The jokes
I went to the store and bought Minecraft Java Edition.
I found a village, burned it down, and then I went home and played Minecraft.
Orphans
The “F” in orphan stands for family.
Why can’t an orphan use an iPhone?
Because the home button does not work.
What happened when the man died? Yes.
Roses are red, Violets are blue, God made me pretty, WHAT THE FRICK HAPPENED TO YOU?
I love it when your parents come round for Christmas. I just wish we couldn't hear them through the ceiling.
James Bond gives all the ladies he's met the perfect birthday gift: Chlamydia.
Soldiers, there is one thing you can be sure of: You will be at home with your families, in a jar on the mantelpiece.
5 4 3 2 1. I love the huge bright sun. 5 4 3 2 1. My life has just begun. Though Akeld and Unkown, make me feel alone, they want be dead, and off with my head, and all I said was... NO FRICKIN' HATIN' IN THESE COMMENTS! WHYYYYYYYYYYYYYYYYYYYYYY!
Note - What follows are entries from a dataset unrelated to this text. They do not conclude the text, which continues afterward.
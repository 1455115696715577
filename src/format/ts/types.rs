use std::fmt;

// Constants
pub const TS_PACKET_SIZE: usize = 188;
pub const SYNC_BYTE: u8 = 0x47;
pub const PTS_HZ: u64 = 90_000;
pub const PCR_HZ: u64 = 27_000_000;

// PIDs
pub const PID_NULL: u16 = 0x1FFF;

/// A 27 MHz clock value split the way it is carried on the wire: a 33-bit
/// base at 90 kHz and a 9-bit extension at 27 MHz.
///
/// Used for PCR/OPCR in adaptation fields and for the PES ESCR.
#[derive(Debug, Clone, Copy, PartialEq, Eq)]
pub struct ClockReference {
    pub base: u64,
    pub extension: u16,
}

impl ClockReference {
    pub fn new(base: u64, extension: u16) -> Self {
        Self { base, extension }
    }

    /// Full value at 27 MHz resolution.
    pub fn as_27mhz(&self) -> u64 {
        self.base * 300 + self.extension as u64
    }

    pub fn as_seconds(&self) -> f64 {
        self.as_27mhz() as f64 / PCR_HZ as f64
    }
}

impl fmt::Display for ClockReference {
    fn fmt(&self, f: &mut fmt::Formatter) -> fmt::Result {
        write!(f, "{:.6}", self.as_seconds())
    }
}

/// Converts 90 kHz ticks (PTS/DTS/SCR base) to seconds.
pub fn ticks_to_seconds(ticks: u64) -> f64 {
    ticks as f64 / PTS_HZ as f64
}

#[derive(Debug, Clone, Default, PartialEq, Eq)]
pub struct TsHeader {
    pub transport_error: bool,
    pub payload_unit_start: bool,
    pub transport_priority: bool,
    pub pid: u16,
    pub scrambling_control: u8,
    pub adaptation_field_exists: bool,
    pub contains_payload: bool,
    pub continuity_counter: u8,
}

#[derive(Debug, Clone, Default, PartialEq, Eq)]
pub struct AdaptationField {
    /// Value of the length byte; the field occupies `length + 1` bytes.
    pub length: usize,
    pub discontinuity: bool,
    pub random_access: bool,
    pub es_priority: bool,
    pub pcr_flag: bool,
    pub opcr_flag: bool,
    pub splicing_point_flag: bool,
    pub private_data_flag: bool,
    pub extension_flag: bool,
    pub pcr: Option<ClockReference>,
    pub opcr: Option<ClockReference>,
}

/// One parsed transport packet: header, optional adaptation field and the
/// payload span that follows them.
#[derive(Debug, Clone)]
pub struct TsPacket {
    pub header: TsHeader,
    pub adaptation: Option<AdaptationField>,
    pub payload: bytes::Bytes,
}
I'm so confused. Who is Gwen? The only Gwen I can think of is the one from Spiderman. 😂
Did you hear about the crime in the parking garage? It was wrong on so many levels.
What was the ballpoint's favorite sport? Pen-nis.
Orphans: Where are my parents?
Random person: In the bed.
Do you know why Daddy never comes back to get the milk? Because he’s the milkman.
Why does Lincoln like Ronnie Anne?
She is the only one that calls me "lamo."
The belt broke.
Q. Why can’t you hear a pterodactyl in the bathroom?
A. Because it has a silent pee.
Who lives in a pineapple under the sea? Malaysian Airlines Flight 303!
What does a gorilla attorney study?
The law of the jungle.
A young boy walked up to his dad and asked, "Daddy, why are you banned from coming to elementary school?"
The dad calmly replies, "Because that's how I met your mother."